In this first working paper, we examine the external debt dynamics of 113 developing countries.
We use World Bank data on debt dynamics and debt service, along with projections from the IMF, and build a simple model of debt dynamics, with assumptions on growth and fiscal deficits from the IMF. We use two scenarios on financing conditions to forecast how financing needs will enter in the future.
The result is a concerning image of developing countries' external debt: under current financial conditions, up to 35 countries would be above high risks thresholds.
Those thresholds are admittedly arbitrary, but they matter in the case of debt restructuring, and at times to set debt limit policies on non-concessional borrowing.
The model will be updated as new data is integrated, and will soon also be released for external users.
It provides a comprehensive, world-level picture of external debt. At the same time, by its generality, it misses the numerous particularities of each country. In future iterations, it will include more details for each, more possible scenarios, and eventually an interactive tool for users to input their own implementation.
External public debt risks in developing countries are on the rise and have been for several years. Higher debt stocks, debt service and assessed risks by international institutions have led to intensified calls to strengthen debt restructuring initiatives. This project’s ambition, of which this paper is the first of a series, is to provide a global snapshot of the debt situation in developing countries. It does so by applying a simple Debt Sustainability Analysis to 113 Low- and Middle-Income Countries. The model will be updated when new data is released, and the full dataset made public in early 2023. It will be progressively enriched, integrating more metrics, more scenarios and feedback loops. We also look forward to receiving advice from readers on next steps.
The main findings from the current version show that while debt stocks remain relatively low, current costs of funding make debt service hard to sustain, with an expected peak in 2024-25. We find that under a conservative scenario, where financial conditions return to their 2015-19 average with lower interest rates and a stable exchange rate, those tensions would be manageable for most (the median country would pay 10% of its government revenues in external debt service, against 8% in 2019). However, a significant minority of countries (about 28) reach 18% in 2025, which is about the combined health and education budgets for the average country. The number of countries crossing risk thresholds also rises moderately, peaking at 28 in 2024, from 22 in 2020.

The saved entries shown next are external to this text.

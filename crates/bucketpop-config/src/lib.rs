// crates/bucketpop-config/src/lib.rs
// ============================================================================
// Module: bucketpop Config Library
// Description: Resolver configuration model and validation.
// Purpose: Single source of truth for bucketpop.toml semantics.
// Dependencies: bucketpop-core, serde, toml, url
// ============================================================================

//! ## Overview
//! `bucketpop-config` defines which provider-resolution strategy a deployment
//! runs and with what parameters. Loading is bounded and validation is
//! fail-closed: a config that parses but names an unusable authority is
//! rejected before any resolver is built.
//!
//! Security posture: config files carry secrets; `Debug` output redacts them.

// ============================================================================
// SECTION: Modules
// ============================================================================

pub mod config;

// ============================================================================
// SECTION: Re-Exports
// ============================================================================

pub use config::*;
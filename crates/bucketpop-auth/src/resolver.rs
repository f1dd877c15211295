// crates/bucketpop-auth/src/resolver.rs
// ============================================================================
// Module: Provider Resolver
// Description: The resolution contract and the configured-strategy union.
// Purpose: Map a login to a bound provider behind one uniform interface.
// Dependencies: async-trait, bucketpop-core, tokio, tracing
// ============================================================================

//! ## Overview
//! A resolver turns the (user, password) pair from a mail login into a
//! [`Provider`]. Each strategy decides only *which* [`Binding`] applies; the
//! binding is then turned into a provider through the injected
//! [`StoreConnector`]. [`Resolver`] is the tagged union of the four strategies
//! that the factory hands to the listener.
//!
//! Invariants:
//! - Resolution is all-or-nothing; no strategy falls back to another.
//! - Passwords and tokens never appear in logs or `Debug` output.

// ============================================================================
// SECTION: Imports
// ============================================================================

use std::fmt;
use std::future::Future;

use async_trait::async_trait;
use bucketpop_core::CredentialBundle;
use bucketpop_core::PlaceholderProvider;
use bucketpop_core::Provider;
use bucketpop_core::StoreConnector;

use crate::FunctionResolver;
use crate::HttpResolver;
use crate::ResolveError;
use crate::StaticResolver;
use crate::TokenResolver;

// ============================================================================
// SECTION: Login Credentials
// ============================================================================

/// The user/password pair supplied by a login attempt.
#[derive(Clone, PartialEq, Eq)]
pub struct LoginCredentials {
    /// Submitted user name.
    user: String,
    /// Submitted password or token.
    password: String,
}

impl LoginCredentials {
    /// Creates a credential pair.
    #[must_use]
    pub fn new(user: impl Into<String>, password: impl Into<String>) -> Self {
        Self {
            user: user.into(),
            password: password.into(),
        }
    }

    /// Returns the submitted user name.
    #[must_use]
    pub fn user(&self) -> &str {
        &self.user
    }

    /// Returns the submitted password.
    #[must_use]
    pub fn password(&self) -> &str {
        &self.password
    }
}

impl fmt::Debug for LoginCredentials {
    fn fmt(&self, f: &mut fmt::Formatter<'_>) -> fmt::Result {
        f.debug_struct("LoginCredentials")
            .field("user", &self.user)
            .field("password", &"<redacted>")
            .finish()
    }
}

// ============================================================================
// SECTION: Bindings
// ============================================================================

/// The store binding a strategy selected for a successful login.
#[derive(Debug, Clone, PartialEq, Eq)]
pub enum Binding {
    /// Placeholder provider with no messages.
    Empty,
    /// Placeholder provider holding the demonstration message.
    Demo,
    /// Store-backed provider for the bundle.
    Store(CredentialBundle),
}

impl Binding {
    /// Returns a stable label for logs.
    #[must_use]
    pub const fn label(&self) -> &'static str {
        match self {
            Self::Empty => "empty",
            Self::Demo => "demo",
            Self::Store(_) => "store",
        }
    }

    /// Builds the provider for this binding.
    ///
    /// # Errors
    ///
    /// Returns [`ResolveError::Store`] when the connector cannot bind the bundle.
    pub fn into_provider(
        self,
        connector: &dyn StoreConnector,
    ) -> Result<Box<dyn Provider>, ResolveError> {
        match self {
            Self::Empty => Ok(Box::new(PlaceholderProvider::empty())),
            Self::Demo => Ok(Box::new(PlaceholderProvider::demo())),
            Self::Store(bundle) => Ok(connector.connect(bundle)?),
        }
    }
}

// ============================================================================
// SECTION: Resolver Contract
// ============================================================================

/// Maps a login to a bound provider.
///
/// # Invariants
/// - Implementations hold only immutable configuration and shared clients.
/// - Each call is independent; no state carries between logins.
#[async_trait]
pub trait ProviderResolver: Send + Sync {
    /// Returns the stable strategy label.
    fn strategy(&self) -> &'static str;

    /// Resolves `login` into a provider.
    ///
    /// # Errors
    ///
    /// Returns [`ResolveError`] when the login is refused or the authority
    /// cannot be consulted.
    async fn resolve(&self, login: &LoginCredentials) -> Result<Box<dyn Provider>, ResolveError>;
}

/// Runs a strategy's binding step, then connects and logs the outcome.
///
/// `user` is `None` for strategies that ignore the submitted user name.
pub(crate) async fn resolve_binding<F>(
    strategy: &'static str,
    user: Option<&str>,
    connector: &dyn StoreConnector,
    binding: F,
) -> Result<Box<dyn Provider>, ResolveError>
where
    F: Future<Output = Result<Binding, ResolveError>> + Send,
{
    let user = user.unwrap_or("");
    tracing::debug!(strategy, user, "resolving provider");
    let outcome = match binding.await {
        Ok(binding) => {
            let label = binding.label();
            binding.into_provider(connector).map(|provider| (label, provider))
        }
        Err(error) => Err(error),
    };
    match outcome {
        Ok((binding, provider)) => {
            tracing::info!(strategy, user, binding, "provider resolved");
            Ok(provider)
        }
        Err(error) => {
            tracing::warn!(strategy, user, kind = error.kind().as_str(), %error, "resolution failed");
            Err(error)
        }
    }
}

// ============================================================================
// SECTION: Configured Resolver
// ============================================================================

/// The single strategy configured for a deployment.
pub enum Resolver {
    /// Fixed user/password pair.
    Static(StaticResolver),
    /// Self-authenticating signed token.
    Token(TokenResolver),
    /// Remote HTTP authority.
    Http(HttpResolver),
    /// Remote serverless function.
    Function(FunctionResolver),
}

impl Resolver {
    /// Resolves `login`, returning [`ResolveError::Cancelled`] if `cancelled`
    /// completes first. The in-flight authority call is dropped on cancellation.
    ///
    /// # Errors
    ///
    /// Returns [`ResolveError`] when resolution fails or is cancelled.
    pub async fn resolve_or_cancel<C>(
        &self,
        login: &LoginCredentials,
        cancelled: C,
    ) -> Result<Box<dyn Provider>, ResolveError>
    where
        C: Future<Output = ()> + Send,
    {
        tokio::select! {
            biased;
            () = cancelled => {
                tracing::warn!(
                    strategy = self.strategy(),
                    kind = ResolveError::Cancelled.kind().as_str(),
                    "resolution cancelled"
                );
                Err(ResolveError::Cancelled)
            }
            result = self.resolve(login) => result,
        }
    }
}

impl fmt::Debug for Resolver {
    fn fmt(&self, f: &mut fmt::Formatter<'_>) -> fmt::Result {
        f.debug_tuple("Resolver").field(&self.strategy()).finish()
    }
}

#[async_trait]
impl ProviderResolver for Resolver {
    fn strategy(&self) -> &'static str {
        match self {
            Self::Static(resolver) => resolver.strategy(),
            Self::Token(resolver) => resolver.strategy(),
            Self::Http(resolver) => resolver.strategy(),
            Self::Function(resolver) => resolver.strategy(),
        }
    }

    async fn resolve(&self, login: &LoginCredentials) -> Result<Box<dyn Provider>, ResolveError> {
        match self {
            Self::Static(resolver) => resolver.resolve(login).await,
            Self::Token(resolver) => resolver.resolve(login).await,
            Self::Http(resolver) => resolver.resolve(login).await,
            Self::Function(resolver) => resolver.resolve(login).await,
        }
    }
}
// crates/bucketpop-core/src/placeholder.rs
// ============================================================================
// Module: Placeholder Provider
// Description: In-memory provider backed by no real store.
// Purpose: Serve the "no store" and "demo" resolution outcomes.
// Dependencies: async-trait
// ============================================================================

//! ## Overview
//! [`PlaceholderProvider`] serves a fixed in-memory message list. It is what a
//! resolver hands out when a login is valid but no backing store applies:
//! either an empty mailbox or a mailbox holding the single [`DEMO_EMAIL`].
//! Invariants:
//! - The message list is fixed at construction.
//! - Deletes of existing messages are acknowledged but never persisted.

// ============================================================================
// SECTION: Imports
// ============================================================================

use std::collections::BTreeMap;

use async_trait::async_trait;

use crate::Email;
use crate::EmailPayload;
use crate::MessageNumber;
use crate::Provider;
use crate::ProviderError;

// ============================================================================
// SECTION: Demo Message
// ============================================================================

/// Unique identifier reported for the demonstration message.
const DEMO_EMAIL_UID: &str = "bucketpop-demo-1";

/// Fixed demonstration message served by [`PlaceholderProvider::demo`].
pub const DEMO_EMAIL: &str = "From: bucketpop <demo@bucketpop.invalid>\r\n\
To: you <you@bucketpop.invalid>\r\n\
Subject: Welcome to bucketpop\r\n\
Date: Thu, 01 Jan 2026 00:00:00 +0000\r\n\
Message-ID: <bucketpop-demo-1@bucketpop.invalid>\r\n\
MIME-Version: 1.0\r\n\
Content-Type: text/plain; charset=utf-8\r\n\
\r\n\
This mailbox is a demonstration.\r\n\
\r\n\
Objects stored in a bucket show up here as messages once your login\r\n\
token names a real store.\r\n";

// ============================================================================
// SECTION: Placeholder Provider
// ============================================================================

/// Message held by a placeholder provider.
#[derive(Debug, Clone)]
struct StoredMessage {
    /// Unique identifier.
    uid: String,
    /// Raw message bytes.
    body: Vec<u8>,
}

/// Provider serving a fixed in-memory message list.
#[derive(Debug, Clone, Default)]
pub struct PlaceholderProvider {
    /// Messages in number order (index 0 is message 1).
    messages: Vec<StoredMessage>,
}

impl PlaceholderProvider {
    /// Creates a provider with no messages.
    #[must_use]
    pub const fn empty() -> Self {
        Self {
            messages: Vec::new(),
        }
    }

    /// Creates a provider holding exactly the [`DEMO_EMAIL`] message.
    #[must_use]
    pub fn demo() -> Self {
        Self::with_messages([(DEMO_EMAIL_UID, DEMO_EMAIL.as_bytes().to_vec())])
    }

    /// Creates a provider from `(uid, body)` pairs numbered from 1.
    #[must_use]
    pub fn with_messages<I, U>(messages: I) -> Self
    where
        I: IntoIterator<Item = (U, Vec<u8>)>,
        U: Into<String>,
    {
        Self {
            messages: messages
                .into_iter()
                .map(|(uid, body)| StoredMessage {
                    uid: uid.into(),
                    body,
                })
                .collect(),
        }
    }

    /// Returns the stored message for `number` unless it is excluded.
    fn lookup(
        &self,
        number: MessageNumber,
        excluding: &[MessageNumber],
    ) -> Result<&StoredMessage, ProviderError> {
        if excluding.contains(&number) {
            return Err(ProviderError::NotFound(number));
        }
        number
            .checked_sub(1)
            .and_then(|index| self.messages.get(index))
            .ok_or(ProviderError::NotFound(number))
    }
}

/// Builds the listing entry for a stored message.
fn listing(number: MessageNumber, message: &StoredMessage) -> Email {
    Email {
        number,
        uid: message.uid.clone(),
        size: u64::try_from(message.body.len()).unwrap_or(u64::MAX),
    }
}

#[async_trait]
impl Provider for PlaceholderProvider {
    async fn list_emails(
        &self,
        excluding: &[MessageNumber],
    ) -> Result<BTreeMap<MessageNumber, Email>, ProviderError> {
        Ok(self
            .messages
            .iter()
            .enumerate()
            .map(|(index, message)| (index + 1, message))
            .filter(|(number, _)| !excluding.contains(number))
            .map(|(number, message)| (number, listing(number, message)))
            .collect())
    }

    async fn get_email(
        &self,
        number: MessageNumber,
        excluding: &[MessageNumber],
    ) -> Result<Email, ProviderError> {
        self.lookup(number, excluding).map(|message| listing(number, message))
    }

    async fn get_email_payload(
        &self,
        number: MessageNumber,
        excluding: &[MessageNumber],
    ) -> Result<EmailPayload, ProviderError> {
        self.lookup(number, excluding).map(|message| EmailPayload::new(message.body.clone()))
    }

    async fn delete_email(&self, number: MessageNumber) -> Result<(), ProviderError> {
        self.lookup(number, &[]).map(|_| ())
    }
}
// crates/bucketpop-auth/src/error.rs
// ============================================================================
// Module: Resolution Errors
// Description: Failure types for provider resolution and resolver construction.
// Purpose: Give callers stable failure kinds without leaking secrets.
// Dependencies: bucketpop-core, thiserror
// ============================================================================

//! ## Overview
//! Every resolution failure is terminal for the login attempt that produced
//! it. [`ResolveError::kind`] maps failures to stable [`FailureKind`] labels
//! for logs. Error text never contains the submitted password or token.

// ============================================================================
// SECTION: Imports
// ============================================================================

use std::fmt;
use std::time::Duration;

use bucketpop_core::ProviderError;
use thiserror::Error;

// ============================================================================
// SECTION: Resolution Errors
// ============================================================================

/// Provider resolution failures.
///
/// # Invariants
/// - Variants are stable for classification via [`ResolveError::kind`].
/// - Messages never echo the submitted password or token.
#[derive(Debug, Error)]
pub enum ResolveError {
    /// Static credentials did not match.
    #[error("credentials do not match")]
    CredentialMismatch,
    /// Token failed structural, signature, or temporal verification.
    #[error("invalid token: {0}")]
    TokenInvalid(String),
    /// Token named a provider outside the accepted set.
    #[error("unsupported provider {0:?}: expected '', 'none', 'demo' or 's3'")]
    UnsupportedProvider(String),
    /// Authority could not be reached or the exchange failed.
    #[error("authority transport failure: {0}")]
    Transport(String),
    /// Authority did not answer within the configured timeout.
    #[error("authority timed out after {0:?}")]
    Timeout(Duration),
    /// Authority answered but refused the login.
    #[error("authority rejected login with status {status}")]
    AuthorityRejected {
        /// Status reported by the authority.
        status: u16,
    },
    /// Authority response could not be decoded.
    #[error("authority response decode failed: {0}")]
    Decode(String),
    /// The store connector could not bind the resolved bundle.
    #[error(transparent)]
    Store(#[from] ProviderError),
    /// The caller cancelled the resolution.
    #[error("resolution cancelled")]
    Cancelled,
}

impl ResolveError {
    /// Returns the stable failure classification.
    #[must_use]
    pub const fn kind(&self) -> FailureKind {
        match self {
            Self::CredentialMismatch => FailureKind::CredentialMismatch,
            Self::TokenInvalid(_) => FailureKind::TokenInvalid,
            Self::UnsupportedProvider(_) => FailureKind::UnsupportedProvider,
            Self::Transport(_) | Self::Timeout(_) => FailureKind::TransportFailure,
            Self::AuthorityRejected {
                ..
            } => FailureKind::AuthorityRejected,
            Self::Decode(_) => FailureKind::DecodeFailure,
            Self::Store(_) => FailureKind::StoreUnavailable,
            Self::Cancelled => FailureKind::Cancelled,
        }
    }
}

/// Stable failure classification for logs and callers.
#[derive(Debug, Clone, Copy, PartialEq, Eq, Hash)]
pub enum FailureKind {
    /// Static credential mismatch.
    CredentialMismatch,
    /// Token verification failure.
    TokenInvalid,
    /// Unknown token provider discriminator.
    UnsupportedProvider,
    /// Network, invocation, or timeout failure.
    TransportFailure,
    /// Authority refused the login.
    AuthorityRejected,
    /// Malformed authority response.
    DecodeFailure,
    /// Store connector failure.
    StoreUnavailable,
    /// Caller cancellation.
    Cancelled,
}

impl FailureKind {
    /// Returns the snake_case label.
    #[must_use]
    pub const fn as_str(self) -> &'static str {
        match self {
            Self::CredentialMismatch => "credential_mismatch",
            Self::TokenInvalid => "token_invalid",
            Self::UnsupportedProvider => "unsupported_provider",
            Self::TransportFailure => "transport_failure",
            Self::AuthorityRejected => "authority_rejected",
            Self::DecodeFailure => "decode_failure",
            Self::StoreUnavailable => "store_unavailable",
            Self::Cancelled => "cancelled",
        }
    }
}

impl fmt::Display for FailureKind {
    fn fmt(&self, f: &mut fmt::Formatter<'_>) -> fmt::Result {
        f.write_str(self.as_str())
    }
}

// ============================================================================
// SECTION: Construction Errors
// ============================================================================

/// Failures while building a resolver from configuration.
#[derive(Debug, Error)]
pub enum ResolverBuildError {
    /// Configuration failed validation.
    #[error(transparent)]
    Config(#[from] bucketpop_config::ConfigError),
    /// HTTP client construction failed.
    #[error("http client build failed: {0}")]
    HttpClient(String),
}
// crates/bucketpop-auth/src/static_creds.rs
// ============================================================================
// Module: Static Resolver
// Description: Resolution against one configured user/password pair.
// Purpose: Serve single-mailbox deployments without an external authority.
// Dependencies: async-trait, bucketpop-config, bucketpop-core
// ============================================================================

//! ## Overview
//! Accepts exactly the configured pair. A configured bundle binds the store;
//! without one the login gets an empty placeholder mailbox.

use std::fmt;
use std::sync::Arc;

use async_trait::async_trait;
use bucketpop_config::StaticResolverConfig;
use bucketpop_core::Provider;
use bucketpop_core::StoreConnector;

use crate::Binding;
use crate::LoginCredentials;
use crate::ProviderResolver;
use crate::ResolveError;
use crate::resolver::resolve_binding;
use crate::security::credentials_match;

/// Resolver for a fixed user/password pair.
pub struct StaticResolver {
    /// Configured credentials and optional bundle.
    config: StaticResolverConfig,
    /// Connector used for store bindings.
    connector: Arc<dyn StoreConnector>,
}

impl StaticResolver {
    /// Creates a static resolver.
    #[must_use]
    pub fn new(config: StaticResolverConfig, connector: Arc<dyn StoreConnector>) -> Self {
        Self {
            config,
            connector,
        }
    }

    /// Selects the binding for `login`.
    ///
    /// # Errors
    ///
    /// Returns [`ResolveError::CredentialMismatch`] unless both fields match.
    pub fn bind(&self, login: &LoginCredentials) -> Result<Binding, ResolveError> {
        if !credentials_match(
            login.user(),
            login.password(),
            &self.config.user,
            &self.config.password,
        ) {
            return Err(ResolveError::CredentialMismatch);
        }
        Ok(self.config.bundle.clone().map_or(Binding::Empty, Binding::Store))
    }
}

impl fmt::Debug for StaticResolver {
    fn fmt(&self, f: &mut fmt::Formatter<'_>) -> fmt::Result {
        f.debug_struct("StaticResolver").field("config", &self.config).finish_non_exhaustive()
    }
}

#[async_trait]
impl ProviderResolver for StaticResolver {
    fn strategy(&self) -> &'static str {
        "static"
    }

    async fn resolve(&self, login: &LoginCredentials) -> Result<Box<dyn Provider>, ResolveError> {
        let binding = self.bind(login);
        resolve_binding(self.strategy(), Some(login.user()), self.connector.as_ref(), async {
            binding
        })
        .await
    }
}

Debt service to revenues distribution and median by income group
However, when accounting for higher real interest rates and the appreciation of the US dollar, debt service rapidly rises to levels that would require high external financing flows. 35 countries would cross debt service risk thresholds (against 22 currently), and would double in Sub-Saharan Africa, from 10 to 18. Lower Middle-Income Countries are especially vulnerable: their median debt service to revenues rises to 15% from 10% in 2020. Their exposure to commercial debt markets makes them especially vulnerable to the ongoing funding shock.
Aggregate projected external debt service to revenues
Sources: World Bank, IMF, FInance for Development Lab
Projected breaches of the DSF debt service to revenues threshold
Countries with high and growing external debt stock problems tend to be small upper middle- income economies. For most countries, under current assumptions of growth and control of fiscal deficits, debt stocks tend to decline from their 2020 levels. 23 countries breach external debt stock risk thresholds as defined for the IMF, but mostly in 2022-23, with an expected decline. Countries with debt stocks above thresholds tend to be upper middle income economies, with higher prevalence of small islands than in the case of countries with debt service breaches.
Can developing economies sustain this prospective fast rise in debt service and associated financing needs? Bond issuances have largely played this role in the 2010s. However, in 2022, a large number of previous issuers have not been able to return on markets. How could emerging and developing countries replace this large source of finance for their economies? In 2022-26, we estimate that financing needs could represent USD2.5 trillion across all emerging and developing countries, including USD300 billion for countries eligible to the IMF Poverty Reduction and Growth Trust (PRGT), and USD340 billion for Sub-Saharan countries. Those are large sums, which could trigger major debt crises. It is therefore essential to reduce the cost of debt and enhance the resilience to shocks.
The main goal of this paper is to present the model and establish key findings, which are hinting at policy challenges – to be discussed in future publications. The range of policy options available for developing countries remains limited, and include: fiscal consolidation, increased reliance on domestic, enhanced access to concessional financing (including grants), and debt restructuring. Each have their benefits and costs, which we discuss in the conclusion. However, more remains to be done, notably at the global level, and this would be precisely discussed in upcoming publications.